ResourceManager not using correct akka URI in standalone cluster (?)

classic Classic list List threaded Threaded
4 messages Options
Reply | Threaded
Open this post in threaded view
|

ResourceManager not using correct akka URI in standalone cluster (?)

AJ Heller
I'm running a standalone cluster on Amazon EC2. Leader election is happening according to the logs, and the Flink Dashboard is up and running, accessible remotely. The issue I'm having is that the SocketWordCount example is not working, the local connection is being refused!

In the Flink Dashboard, 0 task managers are being reported. And in the jobmanager logs, the last line indicates "leader session null". All other akka URIs in the log file begin "akka.tcp://flink@PUBLIC_IP/...", but the Resourse Manager URI indicated "akka://flink/...".


jobmanager log:
http://pastebin.com/VWJM8XvW

client log:
http://pastebin.com/ZrWsbcwa

master and slave files are populated with public ips as well.
Reply | Threaded
Open this post in threaded view
|

Re: ResourceManager not using correct akka URI in standalone cluster (?)

AJ Heller
More information:

From the master node, I cannot `telnet localhost 6123` nor `telnet <PUBLIC IP> 6123` while the cluster is apparently running. Connection refused immediately. `netstat -n | grep 6123` is empty. There's no server listening. But the processes are running on all machines.

Does it matter that I don't have hadoop or HDFS installed? It is optional, right? To be clear, this fails at startup, long before I'm able to run any job.

On Amazon EC2, the machines know of their private IPs, but not their public IPs. I've instructed the cluster to operate over the public network because I couldn't get the private IP scenario working.

Running `./bin/start-local.sh` shows non-zero counts in the Flink Dashboard. Cluster setups show zero-counts all around.

-aj

On Thu, Sep 15, 2016 at 12:41 PM, AJ Heller <[hidden email]> wrote:
I'm running a standalone cluster on Amazon EC2. Leader election is happening according to the logs, and the Flink Dashboard is up and running, accessible remotely. The issue I'm having is that the SocketWordCount example is not working, the local connection is being refused!

In the Flink Dashboard, 0 task managers are being reported.

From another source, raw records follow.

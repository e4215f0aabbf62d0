//! UseCase layer.
//!
//! Business logic invoked from the UI layer: connection registration,
//! disconnection, and inbound frame dispatch.

pub mod connect_client;
pub mod disconnect_client;
pub mod dispatch_frame;
pub mod error;

pub use connect_client::{ConnectClientUseCase, ConnectParams, ConnectedClient};
pub use disconnect_client::DisconnectClientUseCase;
pub use dispatch_frame::{ClientContext, DispatchFrameUseCase};
pub use error::SessionError;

And in the jobmanager logs, the last line indicates "leader session null". All other akka URIs in the log file begin "akka.tcp://flink@PUBLIC_IP/...", but the Resourse Manager URI indicated "akka://flink/...".


jobmanager log:
http://pastebin.com/VWJM8XvW

client log:
http://pastebin.com/ZrWsbcwa

master and slave files are populated with public ips as well.

Reply | Threaded
Open this post in threaded view
|

Re: ResourceManager not using correct akka URI in standalone cluster (?)

Till Rohrmann
Hi,

could you check what happened to your TaskManagers in the logs? There seems to be a problem with the connection of the TMs to the JM.

You're right that you don't strictly need HDFS to run a Flink job as long as you don't want to access HDFS data or write to HDFS.

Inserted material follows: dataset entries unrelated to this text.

//! Server configuration: command line plus environment variables.

use std::path::PathBuf;
use std::time::Duration;

use clap::Parser;

use crate::infrastructure::registry::DEFAULT_SEND_QUEUE_CAPACITY;

/// Environment variable naming a 64-byte signing keyfile.
pub const ENV_COOKIES_KEYFILE: &str = "INSTANT_COOKIES_KEYFILE";
/// Environment variable disabling the `Secure` cookie attribute (`yes`).
pub const ENV_COOKIES_INSECURE: &str = "INSTANT_COOKIES_INSECURE";
/// Environment variable overriding the producer cache TTL, in seconds.
pub const ENV_HTTP_MAXCACHEAGE: &str = "INSTANT_HTTP_MAXCACHEAGE";
/// Environment variable naming the source revision baked into version.js.
pub const ENV_REVISION: &str = "INSTANT_REVISION";

const DEFAULT_CACHE_MAX_AGE_SECS: u64 = 3600;

/// Command-line surface. `-h` selects the bind host, as it always has;
/// help stays on `--help`.
#[derive(Debug, Clone, Parser)]
#[command(name = "instant-server", version, about = "Multi-room chat server", disable_help_flag = true)]
pub struct Cli {
    /// Port to bind to
    #[arg(default_value_t = 8080)]
    pub port: u16,

    /// Host to bind to (`*` = all interfaces)
    #[arg(short = 'h', long, default_value = "*")]
    pub host: String,

    /// Path containing the static directories
    #[arg(short = 'r', long, default_value = ".")]
    pub webroot: PathBuf,

    /// Log file for HTTP requests (`-` = stderr)
    #[arg(long, default_value = "-")]
    pub http_log: String,

    /// Log file for debugging (`-` = stderr)
    #[arg(long, default_value = "-")]
    pub debug_log: String,

    /// Logging level
    #[arg(short = 'L', long, default_value = "INFO")]
    pub log_level: String,

    /// OS command to run before entering the main loop
    #[arg(short = 'c', long)]
    pub startup_cmd: Option<String>,

    /// Print help
    #[arg(long, action = clap::ArgAction::Help)]
    help: Option<bool>,
}

/// Destination of a log stream.
#[derive(Debug, Clone, PartialEq, Eq)]
pub enum LogTarget {
    Stderr,
    File(PathBuf),
}

impl LogTarget {
    fn parse(value: &str) -> Self {
        if value == "-" {
            Self::Stderr
        } else {
            Self::File(PathBuf::from(value))
        }
    }
}

/// Fully resolved server configuration.
#[derive(Debug, Clone)]
pub struct ServerConfig {
    pub port: u16,
    pub host: String,
    pub webroot: PathBuf,
    pub http_log: LogTarget,
    pub debug_log: LogTarget,
    pub log_level: String,
    pub startup_cmd: Option<String>,

    /// Explicit signing keyfile; a random key is generated when unset
    pub cookie_keyfile: Option<PathBuf>,
    /// Drop the `Secure` cookie attribute (plain-HTTP deployments)
    pub cookies_insecure: bool,
    /// Producer cache TTL
    pub cache_max_age: Duration,
    /// Bound of each client's send queue
    pub send_queue_capacity: usize,
    /// Source revision reported by `/static/version.js`
    pub revision: Option<String>,
}

impl ServerConfig {
    /// Resolve the CLI against the process environment.
    pub fn from_cli(cli: Cli) -> Self {
        let cache_max_age = std::env::var(ENV_HTTP_MAXCACHEAGE)
            .ok()
            .and_then(|value| value.trim().parse::<u64>().ok())
            .map(Duration::from_secs)
            .unwrap_or(Duration::from_secs(DEFAULT_CACHE_MAX_AGE_SECS));
        Self {
            port: cli.port,
            host: cli.host,
            webroot: cli.webroot,
            http_log: LogTarget::parse(&cli.http_log),
            debug_log: LogTarget::parse(&cli.debug_log),
            log_level: cli.log_level,
            startup_cmd: cli.startup_cmd,
            cookie_keyfile: std::env::var_os(ENV_COOKIES_KEYFILE).map(PathBuf::from),
            cookies_insecure: std::env::var(ENV_COOKIES_INSECURE)
                .is_ok_and(|value| value.trim().eq_ignore_ascii_case("yes")),
            cache_max_age,
            send_queue_capacity: DEFAULT_SEND_QUEUE_CAPACITY,
            revision: std::env::var(ENV_REVISION).ok().filter(|v| !v.is_empty()),
        }
    }

    /// Bind address; `*` means all interfaces.
    pub fn bind_addr(&self) -> String {
        let host = if self.host == "*" { "0.0.0.0" } else { &self.host };
        format!("{host}:{port}", port = self.port)
    }
}

impl Default for ServerConfig {
    fn default() -> Self {
        Self {
            port: 8080,
            host: "*".to_string(),
            webroot: PathBuf::from("."),
            http_log: LogTarget::Stderr,
            debug_log: LogTarget::Stderr,
            log_level: "INFO".to_string(),
            startup_cmd: None,
            cookie_keyfile: None,
            cookies_insecure: false,
            cache_max_age: Duration::from_secs(DEFAULT_CACHE_MAX_AGE_SECS),
            send_queue_capacity: DEFAULT_SEND_QUEUE_CAPACITY,
            revision: None,
        }
    }
}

`netstat -atn` should list you all tcp sockets currently used. A socket bound to port 6123 should be among them.

Cheers,
Till

On Thu, Sep 15, 2016 at 11:20 PM, AJ Heller <[hidden email]> wrote:
More information:

From the master node, I cannot `telnet localhost 6123` nor `telnet <PUBLIC IP> 6123` while the cluster is apparently running. Connection refused immediately. `netstat -n | grep 6123` is empty. There's no server listening. But the processes are running on all machines.

Does it matter that I don't have hadoop or HDFS installed? It is optional, right? To be clear, this fails at startup, long before I'm able to run any job.

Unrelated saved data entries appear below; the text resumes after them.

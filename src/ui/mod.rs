//! UI layer: the HTTP and WebSocket surface.

pub mod cookies;
pub mod handler;
pub mod hooks;
pub mod http_log;
pub mod router;
pub mod runner;
pub mod signal;
pub mod state;

pub use runner::{RunError, Server, run};
//! Medical Report Analyzer Web App (Leptos + WASM)
//!
//! APIキーはブラウザに置かず、`medreport serve` の中継エンドポイントへ送信する。

mod app;
mod components;
pub mod api;
pub mod file_reader;

use wasm_bindgen::prelude::*;

#[wasm_bindgen(start)]
pub fn main() {
    console_error_panic_hook::set_once();
    leptos::mount::mount_to_body(app::App);
}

On Amazon EC2, the machines know of their private IPs, but not their public IPs. I've instructed the cluster to operate over the public network because I couldn't get the private IP scenario working.

Running `./bin/start-local.sh` shows non-zero counts in the Flink Dashboard. Cluster setups show zero-counts all around.

-aj

On Thu, Sep 15, 2016 at 12:41 PM, AJ Heller <[hidden email]> wrote:
I'm running a standalone cluster on Amazon EC2. Leader election is happening according to the logs, and the Flink Dashboard is up and running, accessible remotely. The issue I'm having is that the SocketWordCount example is not working, the local connection is being refused!

In the Flink Dashboard, 0 task managers are being reported. And in the jobmanager logs, the last line indicates "leader session null". All other akka URIs in the log file begin "akka.tcp://flink@PUBLIC_IP/...", but the Resourse Manager URI indicated "akka://flink/...".


jobmanager log:
http://pastebin.com/VWJM8XvW

client log:
http://pastebin.com/ZrWsbcwa

master and slave files are populated with public ips as well.


Reply | Threaded
Open this post in threaded view
|

Re: ResourceManager not using correct akka URI in standalone cluster (?)

AJ Heller
Thank you Till. I was in a time crunch, and rebuilt my cluster from the ground up with hadoop installed. All works fine now, `netstat -pn | grep 6123` shows flink's pid. Hadoop may be irrelevant, I can't rule out PEBKAC yet :-). Sorry, when I have time I'll attempt to reproduce the scenario, on the off chance there's a bug in there I can help dig up.

Best,
aj